Apparently, in England, the Reformation started with Henry VIII’s quest for a male heir. After Pope Clement VII refused to annul Henry’s marriage to Catherine of Aragon so he could remarry. In 1534, the English king declared that he alone must be the final authority in matters relating to the English church. Later, Henry dissolved England’s monasteries to confiscate their wealth and worked to place the Bible in the hands of the people. Beginning in 1536s, every parish was required to have a copy. After Henry’s death, England leaned toward Protestantism impregnated with Calvinism during Edward VI’s six years of rule and then experienced five years of reactionary Catholicism under Mary I. In 1559s Elizabeth I took the throne. During her 44 years of reign, she raised the Church of England as the “middle way” between Calvinism and Catholicism, with colloquial worship and a revised General Prayer Book.


The Catholic Church was very slow to respond systematically to the theological and publicity innovations of Luther and the other reformers. The Council of Trent who met off from 1545 to 1563 articulated the Church’s answer to the issues that triggered the Reformation and to the reformers themselves.

The Catholic Church of the Counter Reformation era grew more literate, more spiritual, and more educated. The new religious orders, especially the Jesuits, combined a strict spirituality with a globally minded intellectualism, while mystics including Teresa of Avila injected new passion into the older orders. The inquisitions, both in Spain and in Rome, were reorganized to fight the threat of Protestant heresy.

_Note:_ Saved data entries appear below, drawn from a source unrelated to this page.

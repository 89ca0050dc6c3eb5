//! 在真实 Chrome 里跑页面驱动和选择器
//!
//! 需要本机装有 Chrome / Chromium（可用 CHROME_EXECUTABLE 指定），默认忽略：
//! cargo test --test chrome_page_test -- --ignored

use std::fs;
use std::path::Path;
use std::sync::Arc;
use std::time::Duration;

use anyhow::anyhow;
use async_trait::async_trait;
use chromiumoxide::{Browser, Page};
use easy_apply::browser::launch_headless_browser;
use easy_apply::config::Config;
use easy_apply::services::{ArtifactGenerator, GenerationError, Waits};
use easy_apply::utils::{logger, Pacer};
use easy_apply::workflow::selectors::*;
use easy_apply::workflow::{ApplyCtx, FormStepProcessor, StepKind};
use easy_apply::{
    AnswerStore, ArtifactService, ChromePage, Job, JsExecutor, Matcher, PageDriver, QuestionAnswerer,
    QuestionKind, ResolvedAnswer, UploadPurpose,
};
use serde_json::Value as JsonValue;
use tempfile::TempDir;

const JOB_PAGE: &str = r#"<!DOCTYPE html>
<html><body>
<h2>Meet the hiring team</h2>
<a href="https://www.linkedin.com/in/recruiter">Recruiter</a>
<button class="jobs-apply-button artdeco-button"><span class="artdeco-button__text">Easy Apply</span></button>
<div class="artdeco-modal">
  <div class="jobs-easy-apply-content">
    <div class="jobs-easy-apply-form-section__grouping">
      <fieldset>
        <legend>Are you authorized to work?</legend>
        <input type="radio" id="auth-yes" name="auth" value="Yes"><label for="auth-yes">Yes</label>
        <input type="radio" id="auth-no" name="auth" value="No"><label for="auth-no">No</label>
      </fieldset>
    </div>
    <div class="jobs-easy-apply-form-section__grouping">
      <label for="office">Preferred office</label>
      <select id="office">
        <option>Select an option</option>
        <option>Berlin</option>
        <option>Paris</option>
      </select>
    </div>
    <div class="jobs-easy-apply-form-section__grouping">
      <label for="years">Years of Rust experience?</label>
      <input id="years" type="number">
    </div>
    <div class="jobs-easy-apply-form-section__grouping">
      <label for="start">Earliest start date</label>
      <input id="start" type="text" placeholder="mm/dd/yyyy">
    </div>
    <div class="jobs-easy-apply-form-section__grouping">
      <label for="why">Why do you want this job?</label>
      <textarea id="why"></textarea>
    </div>
  </div>
  <button class="artdeco-button artdeco-button--primary">Next</button>
</div>
</body></html>"#;

const UPLOAD_PAGE: &str = r#"<!DOCTYPE html>
<html><body>
<div class="artdeco-modal">
  <div class="jobs-easy-apply-content">
    <div class="pb4">
      <label>Upload resume <input type="file" id="resume-input" class="hidden"></label>
    </div>
  </div>
  <button class="artdeco-button artdeco-button--primary">Review</button>
</div>
</body></html>"#;

/// 固定答案，不访问 LLM
struct ScriptedAnswerer;

#[async_trait]
impl QuestionAnswerer for ScriptedAnswerer {
    async fn set_job(&self, _job: &Job) {}

    async fn classify_upload_purpose(&self, label: &str) -> anyhow::Result<UploadPurpose> {
        Ok(if label.contains("cover") {
            UploadPurpose::CoverLetter
        } else {
            UploadPurpose::Resume
        })
    }

    async fn resolve_answer(
        &self,
        _question: &str,
        kind: QuestionKind,
        options: &[String],
    ) -> anyhow::Result<ResolvedAnswer> {
        Ok(match kind {
            QuestionKind::Choice => ResolvedAnswer::answered(
                options
                    .iter()
                    .find(|o| o.as_str() != "Paris")
                    .cloned()
                    .ok_or_else(|| anyhow!("没有可选项"))?,
            ),
            QuestionKind::Numeric => ResolvedAnswer::answered("6"),
            QuestionKind::Date => ResolvedAnswer::one_off("2025-01-15"),
            QuestionKind::Text => ResolvedAnswer::answered("Happy to discuss."),
        })
    }
}

/// 配置了简历时不会调用
struct NoGenerator;

#[async_trait]
impl ArtifactGenerator for NoGenerator {
    async fn generate_resume(&self, _job_description: &str) -> Result<Vec<u8>, GenerationError> {
        Err(GenerationError::Failed(anyhow!("不应生成简历")))
    }

    async fn generate_cover_letter(&self, _job_description: &str) -> Result<Vec<u8>, GenerationError> {
        Err(GenerationError::Failed(anyhow!("不应生成求职信")))
    }
}

async fn launch() -> (Browser, Page) {
    logger::init(true);
    let config = Config::from_env();
    launch_headless_browser(config.chrome_executable.as_deref())
        .await
        .expect("无法启动无头浏览器")
}

fn write_fixture(dir: &Path, name: &str, html: &str) -> String {
    let path = dir.join(name);
    fs::write(&path, html).unwrap();
    format!("file://{}", path.display())
}

/// 读取页面状态，用于断言
async fn read(page: &Page, body: &str) -> JsonValue {
    JsExecutor::new(page.clone())
        .call(body, &JsonValue::Null)
        .await
        .unwrap()
}

fn processor(dir: &Path) -> FormStepProcessor {
    FormStepProcessor::new(
        Arc::new(ScriptedAnswerer),
        ArtifactService::new(Arc::new(NoGenerator), dir.join("generated")),
        Some(dir.join("resume.pdf")),
        Waits::new(Duration::from_secs(5), Duration::from_millis(100)),
        Pacer::instant(),
    )
}

#[tokio::test]
#[ignore] // 需要本机 Chrome
async fn test_job_page_selectors_match_real_dom() {
    let (_browser, page) = launch().await;
    let dir = TempDir::new().unwrap();
    let driver = ChromePage::new(JsExecutor::new(page.clone()));
    driver
        .navigate(&write_fixture(dir.path(), "job.html", JOB_PAGE))
        .await
        .unwrap();

    let triggers = driver
        .find_all(None, &Matcher::xpath(APPLY_TRIGGER_STRUCTURAL))
        .await
        .unwrap();
    assert_eq!(triggers.len(), 1);
    assert!(driver.is_clickable(triggers[0]).await.unwrap());

    let heading = driver
        .find_first(None, &Matcher::xpath(HIRING_TEAM_HEADING))
        .await
        .unwrap()
        .expect("没有找到招聘团队标题");
    let recruiter = driver
        .find_first(Some(heading), &Matcher::xpath(RECRUITER_LINK))
        .await
        .unwrap()
        .expect("没有找到招聘人链接");
    assert_eq!(
        driver.attribute(recruiter, "href").await.unwrap().as_deref(),
        Some("https://www.linkedin.com/in/recruiter")
    );

    let buttons = driver
        .find_all(None, &Matcher::css(PRIMARY_ACTION_MODAL))
        .await
        .unwrap();
    assert_eq!(buttons.len(), 1);
    assert_eq!(driver.text(buttons[0]).await.unwrap().trim(), "Next");

    // 同一个节点再次查找得到同一个句柄
    let container = driver
        .find_first(None, &Matcher::css(STEP_CONTAINER))
        .await
        .unwrap()
        .unwrap();
    let sections = driver
        .find_all(Some(container), &Matcher::css(QUESTION_SECTION))
        .await
        .unwrap();
    assert_eq!(sections.len(), 5);
    let first_parent = driver.parent(sections[0]).await.unwrap();
    assert_eq!(first_parent, Some(container));
}

#[tokio::test]
#[ignore] // 需要本机 Chrome
async fn test_question_step_fills_real_controls() {
    let (_browser, page) = launch().await;
    let dir = TempDir::new().unwrap();
    let driver = ChromePage::new(JsExecutor::new(page.clone()));
    driver
        .navigate(&write_fixture(dir.path(), "job.html", JOB_PAGE))
        .await
        .unwrap();

    let mut store = AnswerStore::load(dir.path().join("answers.json"));
    let mut job = Job::new("https://www.linkedin.com/jobs/view/42", "Rust Engineer");
    let report = processor(dir.path())
        .process(&driver, &mut job, &mut store, &ApplyCtx::new(1))
        .await
        .unwrap();

    assert_eq!(report.kind, Some(StepKind::Questions));
    assert_eq!(report.answered, 5);
    // 日期答案不写入答案库
    assert_eq!(report.learned, 4);

    let values = read(
        &page,
        r#"
        return {
            auth: document.getElementById('auth-yes').checked,
            office: document.getElementById('office').value,
            years: document.getElementById('years').value,
            start: document.getElementById('start').value,
            why: document.getElementById('why').value,
        };
        "#,
    )
    .await;
    assert_eq!(values["auth"], JsonValue::Bool(true));
    assert_eq!(values["office"], "Berlin");
    assert_eq!(values["years"], "6");
    assert_eq!(values["start"], "01/15/2025");
    assert_eq!(values["why"], "Happy to discuss.");
}

#[tokio::test]
#[ignore] // 需要本机 Chrome
async fn test_upload_step_attaches_configured_resume() {
    let (_browser, page) = launch().await;
    let dir = TempDir::new().unwrap();
    fs::write(
        dir.path().join("resume.pdf"),
        easy_apply::services::render_text_pdf("Jane Doe\nRust Engineer"),
    )
    .unwrap();
    let driver = ChromePage::new(JsExecutor::new(page.clone()));
    driver
        .navigate(&write_fixture(dir.path(), "upload.html", UPLOAD_PAGE))
        .await
        .unwrap();

    let mut store = AnswerStore::load(dir.path().join("answers.json"));
    let mut job = Job::new("https://www.linkedin.com/jobs/view/42", "Rust Engineer");
    let report = processor(dir.path())
        .process(&driver, &mut job, &mut store, &ApplyCtx::new(1))
        .await
        .unwrap();

    assert_eq!(report.kind, Some(StepKind::Upload));
    assert_eq!(report.uploaded, vec![dir.path().join("resume.pdf")]);

    let files = read(
        &page,
        r#"
        const input = document.getElementById('resume-input');
        return { count: input.files.length, name: input.files[0].name, hidden: input.classList.contains('hidden') };
        "#,
    )
    .await;
    assert_eq!(files["count"], 1);
    assert_eq!(files["name"], "resume.pdf");
    assert_eq!(files["hidden"], JsonValue::Bool(false));
}

#[tokio::test]
#[ignore] // 需要本机 Chrome
async fn test_handles_do_not_survive_navigation() {
    let (_browser, page) = launch().await;
    let dir = TempDir::new().unwrap();
    let job_url = write_fixture(dir.path(), "job.html", JOB_PAGE);
    let driver = ChromePage::new(JsExecutor::new(page.clone()));

    driver.navigate(&job_url).await.unwrap();
    let old = driver
        .find_first(None, &Matcher::xpath(APPLY_TRIGGER_STRUCTURAL))
        .await
        .unwrap()
        .unwrap();

    driver.navigate(&job_url).await.unwrap();
    assert!(driver.click(old).await.is_err());
    assert!(driver.text(old).await.is_err());

    // 新文档里的节点拿到更大的编号，不会和旧句柄重合
    let fresh = driver
        .find_first(None, &Matcher::xpath(APPLY_TRIGGER_STRUCTURAL))
        .await
        .unwrap()
        .unwrap();
    assert!(fresh.id() > old.id());
    driver.click(fresh).await.unwrap();
}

Along with the religious consequences of the Reformation and Counter-Reformation, there were deep and lasting political changes. The new religious and political freedoms in Northern Europe were costly, with decades of rebellion, wars, and bloody persecution. The Thirty Years’ War alone may have cost Germany as much as 40 percent of its population. However, the positive impact of the Reformation is able to be seen in the intellectual and cultural developments it inspired on all sides of the schism. In the universities of Europe, the Lutheran church music, the baroque altar of Peter Paul Rubens and even Dutch Calvinist merchant capitalism.